-------- Dataset excerpts --------

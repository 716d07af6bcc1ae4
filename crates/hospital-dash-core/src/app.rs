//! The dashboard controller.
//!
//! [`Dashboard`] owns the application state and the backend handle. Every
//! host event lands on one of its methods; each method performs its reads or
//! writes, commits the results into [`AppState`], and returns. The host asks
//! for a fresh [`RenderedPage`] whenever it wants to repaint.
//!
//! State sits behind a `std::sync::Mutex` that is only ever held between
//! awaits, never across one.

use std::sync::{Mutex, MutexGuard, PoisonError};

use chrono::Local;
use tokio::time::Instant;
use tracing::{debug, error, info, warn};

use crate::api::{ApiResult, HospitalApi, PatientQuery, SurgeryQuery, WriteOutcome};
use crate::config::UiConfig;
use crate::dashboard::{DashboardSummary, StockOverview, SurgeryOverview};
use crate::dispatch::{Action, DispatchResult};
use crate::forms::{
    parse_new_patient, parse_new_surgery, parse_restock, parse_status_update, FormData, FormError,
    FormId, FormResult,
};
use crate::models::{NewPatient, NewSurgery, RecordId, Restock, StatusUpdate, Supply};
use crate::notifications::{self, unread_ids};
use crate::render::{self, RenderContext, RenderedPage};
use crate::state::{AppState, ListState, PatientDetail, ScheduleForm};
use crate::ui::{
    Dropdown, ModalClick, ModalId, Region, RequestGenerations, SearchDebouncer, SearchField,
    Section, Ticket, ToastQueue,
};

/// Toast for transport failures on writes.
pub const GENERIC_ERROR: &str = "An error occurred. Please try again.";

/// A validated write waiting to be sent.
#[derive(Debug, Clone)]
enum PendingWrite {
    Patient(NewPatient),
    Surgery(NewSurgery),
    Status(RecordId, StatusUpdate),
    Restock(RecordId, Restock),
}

--------

§ Task goal
Please write the data above out again, exactly the same.

§ Task solution
repository 716d07af6bcc1ae4
filename crates/hospital-dash-core/src/app.rs
//! The dashboard controller.
//!
//! [`Dashboard`] owns the application state and the backend handle. Every
//! host event lands on one of its methods; each method performs its reads or
//! writes, commits the results into [`AppState`], and returns. The host asks
//! for a fresh [`RenderedPage`] whenever it wants to repaint.
//!
//! State sits behind a `std::sync::Mutex` that is only ever held between
//! awaits, never across one.

use std::sync::{Mutex, MutexGuard, PoisonError};

use chrono::Local;
use tokio::time::Instant;
use tracing::{debug, error, info, warn};

use crate::api::{ApiResult, HospitalApi, PatientQuery, SurgeryQuery, WriteOutcome};
use crate::config::UiConfig;
use crate::dashboard::{DashboardSummary, StockOverview, SurgeryOverview};
use crate::dispatch::{Action, DispatchResult};
use crate::forms::{
    parse_new_patient, parse_new_surgery, parse_restock, parse_status_update, FormData, FormError,
    FormId, FormResult,
};
use crate::models::{NewPatient, NewSurgery, RecordId, Restock, StatusUpdate, Supply};
use crate::notifications::{self, unread_ids};
use crate::render::{self, RenderContext, RenderedPage};
use crate::state::{AppState, ListState, PatientDetail, ScheduleForm};
use crate::ui::{
    Dropdown, ModalClick, ModalId, Region, RequestGenerations, SearchDebouncer, SearchField,
    Section, Ticket, ToastQueue,
};

/// Toast for transport failures on writes.
pub const GENERIC_ERROR: &str = "An error occurred. Please try again.";

/// A validated write waiting to be sent.
#[derive(Debug, Clone)]
enum PendingWrite {
    Patient(NewPatient),
    Surgery(NewSurgery),
    Status(RecordId, StatusUpdate),
    Restock(RecordId, Restock),
}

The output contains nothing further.